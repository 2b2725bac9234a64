// Copyright 2025-present Harīṣh Tummalachērla
// SPDX-License-Identifier: Apache-2.0

//! Two-phase candidate matching: exact first, then fuzzy.
//!
//! Phase 1 (exact) looks every query token and its synonyms up in the word
//! index. Any hit makes the record an exact candidate. Phase 2 (fuzzy) runs
//! only over tokens of three or more characters: every record reachable
//! through one of the token's trigrams gets an overlap similarity
//!
//! ```text
//! similarity = |token trigrams present in the record| / |token trigrams|
//! ```
//!
//! Records at or above the threshold become fuzzy candidates, unless they are
//! already exact. The measure is asymmetric on purpose: "genes" against
//! "genesis" scores 1.0, because all of the query's trigrams are there.
//!
//! # Invariants
//!
//! - Exact and fuzzy candidate sets are disjoint.
//! - Both lists are in ascending position order, so the engine's stable
//!   ranking sort breaks ties the same way on every call.
//! - Every fuzzy candidate has at least one similarity sample ≥ threshold.

use std::collections::{BTreeMap, BTreeSet, HashMap};
use std::time::{Duration, Instant};

use crate::index::{trigrams, CollectionIndex, TRIGRAM_LEN};
use crate::synonyms::SynonymTable;
use crate::types::Candidate;
use crate::util::char_len;

/// Default minimum overlap for a fuzzy candidate.
pub const DEFAULT_FUZZY_THRESHOLD: f64 = 0.3;

/// Knobs for one matching pass.
#[derive(Debug, Clone, Copy)]
pub struct MatchOptions<'a> {
    pub synonyms: &'a SynonymTable,
    pub fuzzy_threshold: f64,
    /// Stop the fuzzy phase once this much time has passed. Exact matching is
    /// never cut short.
    pub fuzzy_budget: Option<Duration>,
}

impl<'a> MatchOptions<'a> {
    pub fn new(synonyms: &'a SynonymTable) -> Self {
        Self {
            synonyms,
            fuzzy_threshold: DEFAULT_FUZZY_THRESHOLD,
            fuzzy_budget: None,
        }
    }
}

/// Candidates from one index.
#[derive(Debug, Clone, Default, PartialEq)]
pub struct MatchSet {
    pub exact: Vec<Candidate>,
    pub fuzzy: Vec<Candidate>,
}

impl MatchSet {
    pub fn len(&self) -> usize {
        self.exact.len() + self.fuzzy.len()
    }

    pub fn is_empty(&self) -> bool {
        self.exact.is_empty() && self.fuzzy.is_empty()
    }

    /// Exact candidates first, then fuzzy, each in position order.
    pub fn into_candidates(self) -> impl Iterator<Item = Candidate> {
        self.exact.into_iter().chain(self.fuzzy)
    }
}

/// Find exact and fuzzy candidates for `tokens` in one index.
///
/// `tokens` are normalized, stop-word-free query tokens.
pub fn match_index(index: &CollectionIndex, tokens: &[String], options: &MatchOptions<'_>) -> MatchSet {
    let exact = exact_positions(index, tokens, options.synonyms);
    let fuzzy = fuzzy_candidates(index, tokens, &exact, options);

    MatchSet {
        exact: exact.into_iter().map(|p| Candidate::exact(p as usize)).collect(),
        fuzzy,
    }
}

/// Union of word postings over every token and its synonym expansion.
fn exact_positions(index: &CollectionIndex, tokens: &[String], synonyms: &SynonymTable) -> BTreeSet<u32> {
    let mut positions = BTreeSet::new();
    for token in tokens {
        for term in synonyms.expand(token) {
            if let Some(list) = index.word_postings(&term) {
                positions.extend(list.iter().copied());
            }
        }
    }
    positions
}

fn fuzzy_candidates(
    index: &CollectionIndex,
    tokens: &[String],
    exact: &BTreeSet<u32>,
    options: &MatchOptions<'_>,
) -> Vec<Candidate> {
    let started = Instant::now();
    let mut samples: BTreeMap<u32, Vec<f64>> = BTreeMap::new();

    for token in tokens.iter().filter(|t| char_len(t) >= TRIGRAM_LEN) {
        if let Some(budget) = options.fuzzy_budget {
            if started.elapsed() >= budget {
                tracing::debug!(
                    collection = index.name(),
                    token = %token,
                    "fuzzy budget exhausted, skipping remaining tokens"
                );
                break;
            }
        }

        for (position, similarity) in token_overlaps(index, token) {
            if similarity >= options.fuzzy_threshold && !exact.contains(&position) {
                samples.entry(position).or_default().push(similarity);
            }
        }
    }

    samples
        .into_iter()
        .map(|(position, sims)| Candidate::fuzzy(position as usize, sims))
        .collect()
}

/// Overlap similarity of `token` against every record sharing a trigram.
///
/// Trigram windows are counted with repetition, so a token like "aaaa"
/// contributes the window "aaa" twice.
fn token_overlaps(index: &CollectionIndex, token: &str) -> HashMap<u32, f64> {
    let grams = trigrams(token);
    if grams.is_empty() {
        return HashMap::new();
    }

    let mut hits: HashMap<u32, usize> = HashMap::new();
    for gram in &grams {
        if let Some(list) = index.trigram_postings(gram) {
            for &position in list {
                *hits.entry(position).or_insert(0) += 1;
            }
        }
    }

    let total = grams.len() as f64;
    hits.into_iter()
        .map(|(position, count)| (position, count as f64 / total))
        .collect()
}

/// Overlap similarity of one token against one record, 0.0 when unrelated.
#[cfg(test)]
fn overlap_similarity(index: &CollectionIndex, token: &str, position: usize) -> f64 {
    token_overlaps(index, token)
        .get(&(position as u32))
        .copied()
        .unwrap_or(0.0)
}
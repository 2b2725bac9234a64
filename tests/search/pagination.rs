//! Offset/limit over the merged ranked list.

use crate::common::*;
use concordance::{SearchOptions, SuggestionKind};

#[test]
fn test_default_limit_is_fifty() {
    let engine = scroll_engine(60);
    let response = search(&engine, "scroll");
    assert_eq!(response.results.len(), 50);
    assert_eq!(response.stats.total, 60);
}

#[test]
fn test_limit_and_offset() {
    let engine = scroll_engine(30);
    let page = engine.search("scroll", &SearchOptions::new().limit(10).offset(25));
    assert_eq!(page.results.len(), 5);
    assert_eq!(page.stats.total, 30);
}

#[test]
fn test_offset_past_end_is_empty_but_counted() {
    let engine = scroll_engine(30);
    let page = engine.search("scroll", &SearchOptions::new().offset(40));
    assert!(page.results.is_empty());
    assert_eq!(page.stats.total, 30);
}

#[test]
fn test_pages_concatenate_to_full_list() {
    let engine = scroll_engine(23);
    let full = engine.search("scroll", &SearchOptions::new().limit(100));

    let mut paged = Vec::new();
    for offset in (0..23).step_by(7) {
        let page = engine.search("scroll", &SearchOptions::new().limit(7).offset(offset));
        paged.extend(page.results.into_iter().map(|r| r.title));
    }

    let all: Vec<String> = full.results.into_iter().map(|r| r.title).collect();
    assert_eq!(paged, all);
}

#[test]
fn test_zero_limit_still_counts() {
    let engine = scroll_engine(5);
    let page = engine.search("scroll", &SearchOptions::new().limit(0));
    assert!(page.results.is_empty());
    assert_eq!(page.stats.total, 5);
}

#[test]
fn test_suggestions_use_unpaginated_count() {
    let engine = scroll_engine(10);
    // "scrol" fuzzy-matches all ten; an empty page must not trigger corrections
    let page = engine.search("scrol", &SearchOptions::new().offset(100));
    assert!(page.results.is_empty());
    assert_eq!(page.stats.total, 10);
    assert!(page
        .suggestions
        .iter()
        .all(|s| s.kind != SuggestionKind::Correction));
}

#[test]
fn test_history_records_unpaginated_count() {
    let engine = scroll_engine(12);
    engine.search("scroll", &SearchOptions::new().limit(2));
    assert_eq!(engine.search_history()[0].result_count, 12);
}
// Copyright 2025-present Harīṣh Tummalachērla
// SPDX-License-Identifier: Apache-2.0

//! Character trigrams for approximate matching.
//!
//! Windows are taken over characters, not bytes, so "naïve" without the
//! unicode feature still produces whole-character grams.

/// Gram width.
pub const TRIGRAM_LEN: usize = 3;

/// Every contiguous 3-character window of `token`, in order, duplicates kept.
///
/// Tokens shorter than [`TRIGRAM_LEN`] produce nothing.
pub fn trigrams(token: &str) -> Vec<String> {
    let chars: Vec<char> = token.chars().collect();
    if chars.len() < TRIGRAM_LEN {
        return Vec::new();
    }
    chars
        .windows(TRIGRAM_LEN)
        .map(|w| w.iter().collect())
        .collect()
}
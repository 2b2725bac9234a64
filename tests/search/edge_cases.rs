//! Inputs that should never break a search.

use crate::common::*;
use concordance::{Collection, CollectionConfig, MatchType};
use serde_json::json;

#[test]
fn test_regex_metacharacters_in_query() {
    let engine = sample_engine();
    for query in ["a.b", "(genesis)", "mos*s", "[exodus]", "^psalms$", "\\d+", "moses|aaron"] {
        let response = search(&engine, query);
        assert!(response.stats.total <= engine.indexed_count(), "query {:?}", query);
    }
    assert_eq!(titles(&search(&engine, "(genesis)"))[0], "Genesis");
}

#[test]
fn test_stop_word_query_matches_nothing() {
    let engine = sample_engine();
    let response = search(&engine, "the");
    assert!(response.results.is_empty());
    // still a real query: it is recorded
    assert_eq!(engine.search_history()[0].query, "the");
}

#[test]
fn test_stop_words_do_not_block_content_words() {
    let engine = sample_engine();
    let response = search(&engine, "the book of psalms");
    assert_eq!(response.results[0].title, "Psalms");
}

#[test]
fn test_malformed_records_are_skipped() {
    let mut engine = concordance::SearchEngine::default();
    let stats = engine.initialize_indices(vec![Collection::new(
        "books",
        vec![
            json!(42),
            json!("Genesis"),
            json!({"name": ""}),
            json!({"testament": "Old Testament"}),
            json!({"name": "Ruth", "testament": "Old Testament"}),
        ],
        CollectionConfig::books(),
    )]);
    assert_eq!(stats[0].records, 1);
    assert_eq!(stats[0].skipped, 4);
    assert_eq!(titles(&search(&engine, "ruth")), vec!["Ruth"]);
}

#[test]
fn test_array_fields_are_searchable() {
    let engine = engine_with(vec![Collection::new(
        "characters",
        vec![json!({"name": "Peter", "aliases": ["Simon", "Cephas"], "books": ["Matthew", "Acts"]})],
        CollectionConfig::characters(),
    )]);
    for query in ["cephas", "simon", "acts"] {
        let response = search(&engine, query);
        assert_eq!(titles(&response), vec!["Peter"], "query {:?}", query);
        assert_eq!(response.results[0].match_type, MatchType::Exact);
    }
}

#[test]
fn test_very_long_query() {
    let engine = sample_engine();
    let query = "moses ".repeat(500);
    let response = search(&engine, &query);
    assert_eq!(response.results[0].title, "Moses");
}

#[test]
fn test_punctuation_is_a_separator() {
    let engine = sample_engine();
    let response = search(&engine, "moses,aaron");
    let found = titles(&response);
    assert!(found.contains(&"Moses"));
    assert!(found.contains(&"Aaron"));
}

#[test]
fn test_long_description_snippet_is_windowed() {
    let description = format!("{} the burning bush {}", "lorem ".repeat(100), "ipsum ".repeat(100));
    let engine = books_engine(vec![make_book_with_description("Exodus", "Old Testament", &description)]);
    let response = search(&engine, "burning");
    let snippet = &response.results[0].snippet;
    assert!(snippet.starts_with("..."));
    assert!(snippet.ends_with("..."));
    assert!(snippet.contains("<mark>burning</mark>"));
}

#[cfg(feature = "unicode-normalization")]
#[test]
fn test_diacritics_are_folded() {
    let engine = engine_with(vec![Collection::new(
        "chapters",
        vec![json!({"title": "Jérusalem", "book": "Nehemiah", "chapter": 3})],
        CollectionConfig::chapters(),
    )]);
    let response = search(&engine, "jerusalem");
    assert_eq!(titles(&response), vec!["Jérusalem"]);
    assert_eq!(response.results[0].match_type, MatchType::Exact);
    assert_eq!(titles(&search(&engine, "JÉRUSALEM")), vec!["Jérusalem"]);
}
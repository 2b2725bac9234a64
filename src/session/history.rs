// Copyright 2025-present Harīṣh Tummalachērla
// SPDX-License-Identifier: Apache-2.0

//! Bounded, most-recent-first record of past queries.

use std::collections::VecDeque;

use crate::types::HistoryEntry;

#[derive(Debug, Clone, Default)]
pub struct SearchHistory {
    capacity: usize,
    entries: VecDeque<HistoryEntry>,
}

impl SearchHistory {
    pub fn new(capacity: usize) -> Self {
        Self {
            capacity,
            entries: VecDeque::with_capacity(capacity.min(1024)),
        }
    }

    /// Seed from persisted entries (most recent first), keeping the newest.
    pub fn restore(&mut self, entries: Vec<HistoryEntry>) {
        self.entries = entries.into_iter().take(self.capacity).collect();
    }

    /// Add an entry at the front, dropping the oldest past capacity.
    pub fn record(&mut self, entry: HistoryEntry) {
        if self.capacity == 0 {
            return;
        }
        self.entries.push_front(entry);
        self.entries.truncate(self.capacity);
    }

    /// Up to `limit` entries, newest first.
    pub fn recent(&self, limit: usize) -> Vec<HistoryEntry> {
        self.entries.iter().take(limit).cloned().collect()
    }

    /// Everything retained, newest first.
    pub fn entries(&self) -> Vec<HistoryEntry> {
        self.entries.iter().cloned().collect()
    }

    pub fn clear(&mut self) {
        self.entries.clear();
    }

    pub fn len(&self) -> usize {
        self.entries.len()
    }

    pub fn is_empty(&self) -> bool {
        self.entries.is_empty()
    }
}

────

YOUR OBJECTIVE:
Pull every line containing the string "filename" out of the data above and copy it.

SOLUTION TO THIS PROBLEM:
filename tests/search/pagination.rs
filename tests/search/edge_cases.rs
filename src/session/history.rs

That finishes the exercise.